The Settlers by Meyer Levin

The Settlers by Meyer Levin

Author:Meyer Levin [Levin, Meyer]
Language: eng
Format: epub
ISBN: 978-1-625670-85-4
Publisher: Jabberwocky Literary Agency, Inc.
Published: 2014-12-08T16:00:00+00:00


The invitation to the Germans was made not without opposition. Several of the mothers declared to each other, why tempt fate? And in every kitchen they repeated to each other the tales of Jewish girls led astray by Christians, by Czarist officers and Polish noblemen. Sometimes the wretched misled daughter returned unmarried with her baby, or left the baby on the doorstep with a note, while she herself was found days later floating in the river; here it could be either the river or the Kinnereth. Sometimes the nobleman even married the Jewish daughter, and many years later a grown son, a Christian, wandered into the town’s synagogue, led by fate alone, as he did not know his mother was a Jewess, and the wanderer would beg a sage to teach him the Torah. And sometimes after many years the daughter herself returned, usually to her father’s deathbed, to fall on her knees, her tears indistinguishable from her neck-chain of glistening diamonds, as she begged his forgiveness.

All these tales Shula heard with one ear, knowing they were intended for her, even though her own mama would only sigh and repeat to the neighbor-woman, “So is the way of life.”

A few of the mothers even declared that if the Germans were invited to the festival, they would take their daughters off to Chedera, to Haifa, to Jerusalem, and some vowed they would keep them locked indoors at home. But as the festival neared, and the street was arched over with green branches, and the children dragged wood from rotted chicken coops for their bonfires, who could stay away?
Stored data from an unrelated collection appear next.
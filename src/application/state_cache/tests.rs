use super::{
    AgentPane, BUS_EVENT_CAP, Protection, SavedTreeView, StateCache, WORKFLOW_CACHE_CAP,
};
use crate::domain::{AgentStatus, BusEvent, TreeDirection, TreeMode, WorkflowId};
use proptest::prelude::*;
use std::collections::BTreeSet;

fn wf(id: &str) -> WorkflowId {
    WorkflowId::new(id)
}

fn bus_event(body: &str) -> BusEvent {
    BusEvent {
        kind: "message.posted".to_string(),
        channel: "general".to_string(),
        sender: "coordinator".to_string(),
        body: body.to_string(),
        ts: 0,
    }
}

fn no_protection() -> (BTreeSet<WorkflowId>, Option<WorkflowId>) {
    (BTreeSet::new(), None)
}

#[test]
fn get_or_create_is_lazy_and_idempotent() {
    let mut cache = StateCache::new();
    let (running, selected) = no_protection();
    let protection = Protection::new(&running, selected.as_ref());

    assert!(!cache.contains(&wf("wf-1")));
    cache.get_or_create(&wf("wf-1"), &protection, 5).needs_attention = true;
    assert_eq!(cache.len(), 1);

    let state = cache.get_or_create(&wf("wf-1"), &protection, 9);
    assert!(state.needs_attention, "existing state should be returned");
    assert_eq!(state.last_update_ms, 5, "existing stamp should be kept");
}

#[test]
fn insertion_past_cap_evicts_oldest_unprotected() {
    let mut cache = StateCache::new();
    let (running, selected) = no_protection();
    let protection = Protection::new(&running, selected.as_ref());

    for index in 0..WORKFLOW_CACHE_CAP {
        cache.get_or_create(&wf(&format!("wf-{index:02}")), &protection, index as u64 + 1);
    }
    assert_eq!(cache.len(), WORKFLOW_CACHE_CAP);

    cache.get_or_create(&wf("wf-new"), &protection, 99);
    assert_eq!(cache.len(), WORKFLOW_CACHE_CAP);
    assert!(!cache.contains(&wf("wf-00")), "oldest entry should be gone");
    assert!(cache.contains(&wf("wf-new")));
}

#[test]
fn eviction_never_removes_the_selected_workflow() {
    let mut cache = StateCache::new();
    let running = BTreeSet::new();
    let selected = wf("wf-00");
    let protection = Protection::new(&running, Some(&selected));

    for index in 0..=WORKFLOW_CACHE_CAP {
        cache.get_or_create(&wf(&format!("wf-{index:02}")), &protection, index as u64 + 1);
    }

    assert_eq!(cache.len(), WORKFLOW_CACHE_CAP);
    assert!(
        cache.contains(&wf("wf-00")),
        "selected entry carries the oldest stamp but must survive"
    );
    assert!(!cache.contains(&wf("wf-01")), "next-oldest goes instead");
}

#[test]
fn eviction_never_removes_running_workflows() {
    let mut cache = StateCache::new();
    let running: BTreeSet<WorkflowId> = [wf("wf-00"), wf("wf-01")].into_iter().collect();
    let protection = Protection::new(&running, None);

    for index in 0..=WORKFLOW_CACHE_CAP {
        cache.get_or_create(&wf(&format!("wf-{index:02}")), &protection, index as u64 + 1);
    }

    assert!(cache.contains(&wf("wf-00")));
    assert!(cache.contains(&wf("wf-01")));
    assert!(!cache.contains(&wf("wf-02")));
}

#[test]
fn fully_protected_cache_exceeds_cap_without_eviction() {
    let mut cache = StateCache::new();
    let running: BTreeSet<WorkflowId> = (0..=WORKFLOW_CACHE_CAP)
        .map(|index| wf(&format!("wf-{index:02}")))
        .collect();
    let protection = Protection::new(&running, None);

    for index in 0..=WORKFLOW_CACHE_CAP {
        cache.get_or_create(&wf(&format!("wf-{index:02}")), &protection, index as u64 + 1);
    }

    assert_eq!(cache.len(), WORKFLOW_CACHE_CAP + 1);
    assert!(cache.over_cap());
}

#[test]
fn equal_timestamps_evict_the_smallest_id() {
    let mut cache = StateCache::new();
    let (running, selected) = no_protection();
    let protection = Protection::new(&running, selected.as_ref());

    for index in 0..WORKFLOW_CACHE_CAP {
        cache.get_or_create(&wf(&format!("wf-{index:02}")), &protection, 7);
    }
    cache.get_or_create(&wf("wf-zz"), &protection, 7);

    assert!(!cache.contains(&wf("wf-00")));
    assert!(cache.contains(&wf("wf-01")));
    assert!(cache.contains(&wf("wf-zz")));
}

#[test]
fn removal_resets_tree_view_on_revisit() {
    let mut cache = StateCache::new();
    let (running, selected) = no_protection();
    let protection = Protection::new(&running, selected.as_ref());

    let state = cache.get_or_create(&wf("wf-1"), &protection, 1);
    state.tree_view = SavedTreeView {
        direction: TreeDirection::Up,
        mode: TreeMode::Children,
        selected_issue: Some("issue-4".to_string()),
    };

    assert!(cache.remove(&wf("wf-1")));
    assert!(!cache.remove(&wf("wf-1")), "second remove is a no-op");

    let revisited = cache.get_or_create(&wf("wf-1"), &protection, 2);
    assert_eq!(revisited.tree_view, SavedTreeView::default());
}

#[test]
fn bus_events_stay_capped_in_fifo_order() {
    let mut cache = StateCache::new();
    let (running, selected) = no_protection();
    let protection = Protection::new(&running, selected.as_ref());
    let state = cache.get_or_create(&wf("wf-1"), &protection, 1);

    for index in 0..BUS_EVENT_CAP + 25 {
        state.push_bus_event(bus_event(&format!("msg-{index}")));
    }

    assert_eq!(state.bus_events.len(), BUS_EVENT_CAP);
    assert_eq!(state.bus_events.front().map(|e| e.body.as_str()), Some("msg-25"));
    assert_eq!(
        state.bus_events.back().map(|e| e.body.as_str()),
        Some(&format!("msg-{}", BUS_EVENT_CAP + 24)[..])
    );
}

#[test]
fn worker_activation_is_idempotent_and_retirement_keeps_the_pane() {
    let mut cache = StateCache::new();
    let (running, selected) = no_protection();
    let protection = Protection::new(&running, selected.as_ref());
    let state = cache.get_or_create(&wf("wf-1"), &protection, 1);

    state.activate_worker("builder");
    state.activate_worker("tester");
    state.activate_worker("builder");
    assert_eq!(state.active_workers, vec!["builder", "tester"]);

    state.retire_worker("builder");
    assert_eq!(state.active_workers, vec!["tester"]);
    assert_eq!(
        state.worker_pane("builder").map(|pane| pane.status),
        Some(AgentStatus::Retired)
    );
}

#[test]
fn new_pane_defaults_are_empty() {
    let pane = AgentPane::default();
    assert!(pane.messages.is_empty());
    assert_eq!(pane.status, AgentStatus::Unknown);
    assert_eq!(pane.usage, None);
    assert_eq!(pane.queue_depth, 0);
    assert_eq!(pane.scroll, 0.0);
    assert_eq!(pane.last_message(), None);
}

fn arb_workflow_ids() -> impl Strategy<Value = Vec<String>> {
    prop::collection::vec("wf-[a-f0-9]{2}", 1..60)
}

proptest::proptest! {
    #[test]
    fn cache_never_exceeds_cap_without_protection(
        ids in arb_workflow_ids(),
        stamps in prop::collection::vec(0u64..1_000, 60),
    ) {
        let mut cache = StateCache::new();
        let (running, selected) = no_protection();
        let protection = Protection::new(&running, selected.as_ref());

        for (index, id) in ids.iter().enumerate() {
            cache.get_or_create(&wf(id), &protection, stamps[index % stamps.len()]);
            prop_assert!(cache.len() <= WORKFLOW_CACHE_CAP);
        }
    }

    #[test]
    fn selected_entry_survives_any_insertion_sequence(
        ids in arb_workflow_ids(),
        stamps in prop::collection::vec(0u64..1_000, 60),
    ) {
        let mut cache = StateCache::new();
        let running = BTreeSet::new();
        let selected = wf("wf-selected");
        let protection = Protection::new(&running, Some(&selected));

        cache.get_or_create(&selected, &protection, 0);
        for (index, id) in ids.iter().enumerate() {
            cache.get_or_create(&wf(id), &protection, stamps[index % stamps.len()]);
            prop_assert!(cache.contains(&selected));
        }
    }
}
The four musicians from Yavniel came on a flower-decked wagon, the open street was filled with townsmen and guests, and then a whole caravan of military automobiles arrived. Shula saw her Gottfried at once. He jumped out and came to her directly, bowing, whisking her around to the music, his hand pressing against the small of her back.

“I must be careful not to show I want to be only with you,” he said after their second dance, and somehow Shula felt sure that Bronescu’s suggestion of hospitality to the Germans had been connected with Gottfried’s search for her. A little frightened by the young German’s determination, she also felt both pleased and frightened by an oddly adventurous thought that came to her, that for this beauty that had been bestowed on her a special fate must be destined. Was she simply, like Dvoraleh, to marry a shomer, or a chalutz, and live in a communa or a village settlement? or even in Tiberias?

Luckily Nahum had not come; it was a busy night at the Bagelmacher hostelry, for many German officers, before going out to watch the picturesque Jewish festival, were gathering for festive dinners. Some planned to drive up as far as Meron, where the long-bearded long-coated Jews were said to dance all night in mad circles around the tomb of an ancient rabbi. Others had been invited to various villages.

All over the Yishuv it was being repeated now, that after all the Germans were a cultured people.